The non-credit EHR program prepares qualified students to take an active role in advancing the widespread adoption and meaningful use of Health Information Technology in healthcare settings.
The training is currently offered at no cost to students due to grant funding, and the majority of course work is delivered online.
Launched two years ago, the program has been very successful in Maine. Now it is being expanded to New Hampshire and Vermont as well. In addition, rolling enrollment will be offered from April to October 2012.
“Access to the program is enhanced by the flexibility of on-going enrollment and allows increased access for students interested in the opportunity to grow in the field of EHR specialists in the healthcare environment,” said Martha Vrana-Bossart, Director of the program.

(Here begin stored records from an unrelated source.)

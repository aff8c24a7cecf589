use crate::Buffer;

/// Prints the contents of a [`Buffer`].
#[derive(Clone, Copy, Debug)]
pub struct HexDump<'a, B: Buffer + ?Sized> {
    buffer: &'a B,
}

impl<'a, B: Buffer + ?Sized> HexDump<'a, B> {
    /// Constructs a hex dump of the given [`Buffer`].
    pub const fn new(buffer: &'a B) -> Self {
        Self { buffer }
    }
}

impl<'a, B: Buffer + ?Sized> From<&'a B> for HexDump<'a, B> {
    fn from(buffer: &'a B) -> Self {
        Self::new(buffer)
    }
}

impl<B: Buffer + ?Sized> HexDump<'_, B> {
    fn write(&self, f: &mut core::fmt::Formatter<'_>, upper: bool) -> core::fmt::Result {
        let size = self.buffer.byte_len();
        let width = size.checked_ilog(16).unwrap_or_default().max(7) as usize + 1;

        write!(f, "{: <width$}", "Offset")?;
        if upper {
            writeln!(f, "  00 01 02 03  04 05 06 07  08 09 0A 0B  0C 0D 0E 0F  ASCII")?;
        } else {
            writeln!(f, "  00 01 02 03  04 05 06 07  08 09 0a 0b  0c 0d 0e 0f  ASCII")?;
        }

        let mut bytes = [0u8; 16];
        let mut offset = 0;
        while offset < size {
            let bytes = &mut bytes[..16usize.min(size - offset)];
            if self.buffer.copy_to_slice(offset, bytes).is_err() {
                break;
            }

            if upper {
                write!(f, "{offset:0width$X}")?;
            } else {
                write!(f, "{offset:0width$x}")?;
            }

            for i in 0..16 {
                if i % 4 == 0 {
                    f.write_str("  ")?;
                } else {
                    f.write_str(" ")?;
                }

                match bytes.get(i) {
                    Some(b) if upper => write!(f, "{b:02X}")?,
                    Some(b) => write!(f, "{b:02x}")?,
                    None => f.write_str("  ")?,
                }
            }

            f.write_str("  ")?;
            for b in bytes.iter() {
                let c = if b.is_ascii_graphic() || *b == b' ' {
                    char::from(*b)
                } else {
                    '.'
                };
                write!(f, "{c}")?;
            }

            writeln!(f)?;

            offset += bytes.len();
        }

        Ok(())
    }
}

impl<B: Buffer + ?Sized> core::fmt::UpperHex for HexDump<'_, B> {
    fn fmt(&self, f: &mut core::fmt::Formatter<'_>) -> core::fmt::Result {
        self.write(f, true)
    }
}

impl<B: Buffer + ?Sized> core::fmt::LowerHex for HexDump<'_, B> {
    fn fmt(&self, f: &mut core::fmt::Formatter<'_>) -> core::fmt::Result {
        self.write(f, false)
    }
}

impl<B: Buffer + ?Sized> core::fmt::Display for HexDump<'_, B> {
    fn fmt(&self, f: &mut core::fmt::Formatter<'_>) -> core::fmt::Result {
        core::fmt::UpperHex::fmt(self, f)
    }
}
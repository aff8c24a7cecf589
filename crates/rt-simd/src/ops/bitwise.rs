//! Bitwise operations on integer lanes, and logical operations on boolean lanes.

use crate::{LaneKind, SimdType, SimdValue};
use simdjs_rt_core::Result;

impl SimdType {
    #[allow(missing_docs)]
    pub fn and(self, a: &SimdValue, b: &SimdValue) -> Result<SimdValue> {
        let (a, b) = (self.operand(a)?, self.operand(b)?);
        match self.kind() {
            LaneKind::Bool => a.bool_zip(b, |x, y| x & y),
            _ => a.int_zip(b, |x, y| i64::from(x & y)),
        }
    }

    #[allow(missing_docs)]
    pub fn or(self, a: &SimdValue, b: &SimdValue) -> Result<SimdValue> {
        let (a, b) = (self.operand(a)?, self.operand(b)?);
        match self.kind() {
            LaneKind::Bool => a.bool_zip(b, |x, y| x | y),
            _ => a.int_zip(b, |x, y| i64::from(x | y)),
        }
    }

    #[allow(missing_docs)]
    pub fn xor(self, a: &SimdValue, b: &SimdValue) -> Result<SimdValue> {
        let (a, b) = (self.operand(a)?, self.operand(b)?);
        match self.kind() {
            LaneKind::Bool => a.bool_zip(b, |x, y| x ^ y),
            _ => a.int_zip(b, |x, y| i64::from(x ^ y)),
        }
    }

    #[allow(missing_docs)]
    pub fn not(self, a: &SimdValue) -> Result<SimdValue> {
        let a = self.operand(a)?;
        match self.kind() {
            LaneKind::Bool => a.bool_map(|x| !x),
            _ => a.int_map(|x| i64::from(!x)),
        }
    }
}
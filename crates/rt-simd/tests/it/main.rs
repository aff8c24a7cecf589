mod arith;
mod convert;
mod integer;
mod memory;

use simdjs_rt_simd::{ErrorKind, Result};

#[track_caller]
fn assert_error<T: std::fmt::Debug>(result: Result<T>, kind: ErrorKind, message: &str) {
    let error = result.unwrap_err();
    assert_eq!(error.kind(), kind);
    assert_eq!(error.message(), message);
}
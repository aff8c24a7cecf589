//! Moves vector lanes into and out of byte buffers and typed arrays.
//!
//! Lanes are laid out back to back in little-endian byte order. Boolean lanes are written as
//! lane masks, with every bit set for `true`.

use crate::{Lane, LaneWidth, Scalar, SimdType, SimdValue, Value};
use simdjs_rt_core::{BoundsCheck, BoundsCheckError, Error, Result};
use simdjs_rt_math as math;
use simdjs_rt_memory::{Buffer, TypedArray};

fn check_lanes<B: Buffer + ?Sized>(
    buffer: &B,
    byte_offset: usize,
    ty: SimdType,
    length: usize,
) -> BoundsCheck<()> {
    assert!(
        length <= ty.lane_count(),
        "cannot access {length} lanes of {ty}"
    );

    match byte_offset.checked_add(ty.bytes_per_lane() * length) {
        Some(end) if end <= buffer.byte_len() => Ok(()),
        _ => Err(BoundsCheckError),
    }
}

/// Reads the first `length` lanes of a vector of the given type from the `buffer`, starting at
/// the `byte_offset`. The remaining lanes are zero or `false`.
///
/// # Errors
///
/// Returns an error if the lanes do not fit in the `buffer`. Nothing is read in that case.
///
/// # Panics
///
/// Panics if `length` is greater than the lane count of `ty`.
pub fn load_from_buffer<B: Buffer + ?Sized>(
    buffer: &B,
    byte_offset: usize,
    ty: SimdType,
    length: usize,
) -> BoundsCheck<SimdValue> {
    check_lanes(buffer, byte_offset, ty, length)?;

    SimdValue::try_from_fn(ty, |i| {
        if i >= length {
            return Ok(ty.cast(Scalar::I32(0)));
        }

        let offset = byte_offset + i * ty.bytes_per_lane();
        if ty.is_float() {
            return Ok(Lane::Float(buffer.f32_load(offset)?));
        }

        let bits = match ty.lane_width() {
            LaneWidth::W8 => i32::from(buffer.i8_load(offset)?),
            LaneWidth::W16 => i32::from(buffer.i16_load(offset)?),
            LaneWidth::W32 => buffer.i32_load(offset)?,
        };

        Ok(if ty.is_bool() {
            Lane::Bool(bits != 0)
        } else {
            Lane::Int(bits)
        })
    })
}

/// Writes the first `length` lanes of the `value` into the `buffer`, starting at the
/// `byte_offset`.
///
/// # Errors
///
/// Returns an error if the lanes do not fit in the `buffer`. Nothing is written in that case.
///
/// # Panics
///
/// Panics if `length` is greater than the lane count of the `value`.
pub fn store_to_buffer<B: Buffer + ?Sized>(
    buffer: &B,
    byte_offset: usize,
    value: &SimdValue,
    length: usize,
) -> BoundsCheck<()> {
    let ty = value.simd_type();
    check_lanes(buffer, byte_offset, ty, length)?;

    for (i, lane) in value.lanes().take(length).enumerate() {
        let offset = byte_offset + i * ty.bytes_per_lane();
        let bits = match lane {
            Lane::Float(f) => {
                buffer.f32_store(offset, f)?;
                continue;
            }
            Lane::Int(bits) => bits,
            Lane::Bool(b) => -i32::from(b),
        };

        // Integer lanes are sign-extended, so the low bytes hold the lane.
        buffer.copy_from_slice(offset, &bits.to_le_bytes()[..ty.bytes_per_lane()])?;
    }

    Ok(())
}

impl SimdType {
    /// Validates the arguments of a `load` or `store`, returning the typed array and the byte
    /// offset into it.
    #[allow(
        clippy::cast_possible_truncation,
        clippy::cast_precision_loss,
        clippy::cast_sign_loss
    )]
    fn typed_array_index<'a>(
        self,
        tarray: &'a Value,
        index: &Value,
        length: usize,
    ) -> Result<(&'a TypedArray, usize)> {
        let Value::TypedArray(array) = tarray else {
            return Err(Error::type_error("TypedArray expected"));
        };

        if array.is_detached() {
            return Err(Error::type_error("detached buffer"));
        }

        let number = index.to_number()?;
        let indx = math::to_length(number);
        if !matches!(index, Value::Null) && number != indx {
            return Err(Error::range_error("invalid index"));
        }

        // `indx` is at most 2^53 - 1, so the products are exact.
        let byte_index = indx * array.kind().bytes_per_element() as f64;
        let byte_count = (self.bytes_per_lane() * length) as f64;
        if byte_index + byte_count > array.byte_length() as f64 {
            return Err(Error::range_error("index out of bounds"));
        }

        Ok((array, byte_index as usize))
    }

    /// Implements the `load` family of operations, reading `length` lanes from the elements of a
    /// typed array starting at the given element `index`.
    ///
    /// # Errors
    ///
    /// Returns a `TypeError` if `tarray` is not a [`Value::TypedArray`] or its buffer was
    /// detached. Returns a `RangeError` if the `index` is not an integer, or if the lanes would
    /// extend past the end of the typed array.
    ///
    /// # Panics
    ///
    /// Panics if `length` is zero or greater than the lane count.
    pub fn load(self, tarray: &Value, index: &Value, length: usize) -> Result<SimdValue> {
        assert_ne!(length, 0, "cannot load zero lanes");
        if self.is_bool() {
            return Err(crate::ops::unsupported());
        }

        let (array, byte_index) = self.typed_array_index(tarray, index, length)?;
        Ok(load_from_buffer(array, byte_index, self, length)?)
    }

    /// Implements the `store` family of operations, writing the first `length` lanes of `value`
    /// into the elements of a typed array starting at the given element `index`.
    ///
    /// Returns the stored vector.
    ///
    /// # Errors
    ///
    /// Returns a `TypeError` if `tarray` is not a [`Value::TypedArray`] or its buffer was
    /// detached, or if `value` is not a vector of this type. Returns a `RangeError` if the `index`
    /// is not an integer, or if the lanes would extend past the end of the typed array.
    ///
    /// # Panics
    ///
    /// Panics if `length` is zero or greater than the lane count.
    pub fn store(
        self,
        tarray: &Value,
        index: &Value,
        value: &Value,
        length: usize,
    ) -> Result<SimdValue> {
        assert_ne!(length, 0, "cannot store zero lanes");
        if self.is_bool() {
            return Err(crate::ops::unsupported());
        }

        if !matches!(tarray, Value::TypedArray(_)) {
            return Err(Error::type_error("TypedArray expected"));
        }

        let value = *self.operand_value(value)?;
        let (array, byte_index) = self.typed_array_index(tarray, index, length)?;
        store_to_buffer(array, byte_index, &value, length)?;
        Ok(value)
    }
}
use std::sync::Arc;

use axum::extract::{Path, Query, State};
use axum::http::{header, StatusCode};
use axum::response::IntoResponse;
use axum::Json;
use chrono::Utc;
use serde::Serialize;
use serde_json::json;
use tracing::{info, warn};

use crate::auth::AuthUser;
use crate::db::{today_start, ArticleSummary, Podcast, User};
use crate::error::AppError;
use crate::jobs::JobState;
use crate::routes::{AppState, Pagination};
use crate::script::ArticleData;

#[derive(Debug, Serialize)]
pub struct PodcastWithArticles {
    #[serde(flatten)]
    pub podcast: Podcast,
    pub articles: Vec<ArticleSummary>,
}

/// Creates a pending podcast from an article id set and kicks off the
/// generation pipeline. Shared by the article-selection and podcast
/// endpoints, which expose the same contract.
pub async fn start_generation(
    state: &AppState,
    user: &User,
    article_ids: Vec<i64>,
    title: Option<String>,
) -> Result<(StatusCode, Json<serde_json::Value>), AppError> {
    // Selection is a set: drop duplicates, keep first-seen order
    let mut seen = std::collections::HashSet::new();
    let unique_ids: Vec<i64> = article_ids
        .into_iter()
        .filter(|id| seen.insert(*id))
        .collect();

    let mut articles = Vec::new();
    for article_id in &unique_ids {
        if let Some(article) = state
            .db
            .get_article_for_user(*article_id, user.id)
            .await
            .map_err(AppError::Internal)?
        {
            articles.push(article);
        }
    }

    if articles.is_empty() {
        return Err(AppError::BadRequest(
            "No valid articles selected".to_string(),
        ));
    }

    let title =
        title.unwrap_or_else(|| format!("News Podcast {}", Utc::now().format("%Y-%m-%d")));

    let podcast = state
        .db
        .create_podcast(user.id, &title)
        .await
        .map_err(AppError::Internal)?;

    let linked_ids: Vec<i64> = articles.iter().map(|a| a.id).collect();
    state
        .db
        .link_podcast_articles(podcast.id, &linked_ids)
        .await
        .map_err(AppError::Internal)?;

    let article_data: Vec<ArticleData> = articles
        .into_iter()
        .map(|a| ArticleData {
            id: a.id,
            title: a.title,
            content: a.content,
            author: a.author.unwrap_or_default(),
            article_url: a.article_url,
        })
        .collect();

    let task_id = state
        .generator
        .spawn(podcast.id, user.id, article_data)
        .await;

    info!(
        "User {} queued podcast {} ({} articles, task {task_id})",
        user.username,
        podcast.id,
        linked_ids.len()
    );

    Ok((
        StatusCode::CREATED,
        Json(json!({
            "podcast_id": podcast.id,
            "task_id": task_id,
            "status": podcast.status,
        })),
    ))
}

pub async fn list(
    State(state): State<Arc<AppState>>,
    AuthUser(user): AuthUser,
    Query(pagination): Query<Pagination>,
) -> Result<impl IntoResponse, AppError> {
    let podcasts = state
        .db
        .get_podcasts_for_user(user.id, pagination.limit, pagination.skip)
        .await
        .map_err(AppError::Internal)?;

    let mut out = Vec::with_capacity(podcasts.len());
    for podcast in podcasts {
        let articles = state
            .db
            .get_podcast_articles(podcast.id)
            .await
            .map_err(AppError::Internal)?;
        out.push(PodcastWithArticles { podcast, articles });
    }

    Ok(Json(out))
}

pub async fn detail(
    State(state): State<Arc<AppState>>,
    AuthUser(user): AuthUser,
    Path(podcast_id): Path<i64>,
) -> Result<impl IntoResponse, AppError> {
    let podcast = state
        .db
        .get_podcast(podcast_id, user.id)
        .await
        .map_err(AppError::Internal)?
        .ok_or_else(|| AppError::NotFound("Podcast not found".to_string()))?;

    let articles = state
        .db
        .get_podcast_articles(podcast.id)
        .await
        .map_err(AppError::Internal)?;

    Ok(Json(PodcastWithArticles { podcast, articles }))
}

#[derive(Debug, serde::Deserialize)]
pub struct CreateRequest {
    pub article_ids: Vec<i64>,
    pub title: Option<String>,
}

pub async fn create(
    State(state): State<Arc<AppState>>,
    AuthUser(user): AuthUser,
    Json(request): Json<CreateRequest>,
) -> Result<impl IntoResponse, AppError> {
    start_generation(&state, &user, request.article_ids, request.title).await
}

/// Generates a podcast from everything fetched today.
pub async fn generate_today(
    State(state): State<Arc<AppState>>,
    AuthUser(user): AuthUser,
) -> Result<impl IntoResponse, AppError> {
    let articles = state
        .db
        .get_articles_fetched_since(user.id, &today_start())
        .await
        .map_err(AppError::Internal)?;

    if articles.is_empty() {
        return Err(AppError::NotFound(
            "No articles found for today".to_string(),
        ));
    }

    let article_ids = articles.iter().map(|a| a.id).collect();
    start_generation(&state, &user, article_ids, None).await
}

/// Task status polling. An unknown task id reads as pending, matching
/// the task-queue semantics the client was written against.
pub async fn task_status(
    State(state): State<Arc<AppState>>,
    AuthUser(_user): AuthUser,
    Path(task_id): Path<String>,
) -> Result<impl IntoResponse, AppError> {
    let job = state
        .generator
        .jobs
        .get(&task_id)
        .await
        .unwrap_or(JobState::Pending);

    let mut body = json!({
        "task_id": task_id,
        "state": job.name(),
    });

    match job {
        JobState::Pending => {}
        JobState::Progress {
            current,
            total,
            status,
        } => {
            body["current"] = json!(current);
            body["total"] = json!(total);
            body["status"] = json!(status);
        }
        JobState::Success { result } => {
            body["result"] = result;
        }
        JobState::Failure { error } => {
            body["error"] = json!(error);
        }
    }

    Ok(Json(body))
}

/// Deletes the podcast row and its audio artifact.
pub async fn delete(
    State(state): State<Arc<AppState>>,
    AuthUser(user): AuthUser,
    Path(podcast_id): Path<i64>,
) -> Result<impl IntoResponse, AppError> {
    let podcast = state
        .db
        .delete_podcast(podcast_id, user.id)
        .await
        .map_err(AppError::Internal)?
        .ok_or_else(|| AppError::NotFound("Podcast not found".to_string()))?;

    if !podcast.audio_file_path.is_empty() {
        if let Err(e) = tokio::fs::remove_file(&podcast.audio_file_path).await {
            warn!(
                "Failed to remove audio file {}: {e}",
                podcast.audio_file_path
            );
        }
    }

    info!("User {} deleted podcast {}", user.username, podcast.id);
    Ok(Json(podcast))
}

/// Authenticated byte stream of the finished WAV.
pub async fn audio(
    State(state): State<Arc<AppState>>,
    AuthUser(user): AuthUser,
    Path(podcast_id): Path<i64>,
) -> Result<impl IntoResponse, AppError> {
    let podcast = state
        .db
        .get_podcast(podcast_id, user.id)
        .await
        .map_err(AppError::Internal)?
        .ok_or_else(|| AppError::NotFound("Podcast not found".to_string()))?;

    if podcast.audio_file_path.is_empty() {
        return Err(AppError::NotFound(
            "Audio not yet available for this podcast".to_string(),
        ));
    }

    let bytes = match tokio::fs::read(&podcast.audio_file_path).await {
        Ok(bytes) => bytes,
        Err(e) if e.kind() == std::io::ErrorKind::NotFound => {
            return Err(AppError::NotFound("Audio file not found".to_string()));
        }
        Err(e) => return Err(AppError::Internal(e.into())),
    };

    let filename = std::path::Path::new(&podcast.audio_file_path)
        .file_name()
        .and_then(|n| n.to_str())
        .unwrap_or("podcast.wav")
        .to_string();

    Ok((
        [
            (header::CONTENT_TYPE, "audio/wav".to_string()),
            (
                header::CONTENT_DISPOSITION,
                format!("attachment; filename=\"{filename}\""),
            ),
        ],
        bytes,
    ))
}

KVCC offers two certificate options in its EHR program. Both are online hybrid programs with three live classes and a time commitment of approximately 5-15 hours per week. The programs are six months in length.
The EHR Consultant track is designed for those with a healthcare background. At minimum, the admission requirements are an Associates Degree with at least three years of healthcare experience; or approval by the program coordinator.
The EHR Engineer track is designed for those with a Computer Science or Information Systems background. At minimum, the admission requirements are an Associates Degree in Computer Science or Computer Information Systems with at least three years of Information Systems experience; or approval by the program coordinator.
Details on each program can be found online at: http://www.kvcc.me.edu/EHR/.
Kennebec Valley Community College was selected in 2010 to participate in a nationwide effort to educate health care professionals in the latest electronic medical record-keeping systems as a way of improving care and lowering costs.
The College became part of a 23-member, 12-state consortium led by Tidewater Community College in Virginia - one of five such consortiums nationwide seeking to educate 7,500 information technology professionals.
Standardization and modernization of health records has long been sought as a way of improving patient care and lowering costs. Maine has joined in this effort but faces challenges including hospitals that use incompatible records-keeping software and private practices limited by outdated technology or even paper records.
Efforts to improve, implement and unify electronic health records across the nation received federal funding under the American Recovery and Reinvestment Act of 2009, as part of activities to increase access to healthcare, protect those in greatest need, expand educational opportunities and modernize the nation’s infrastructure.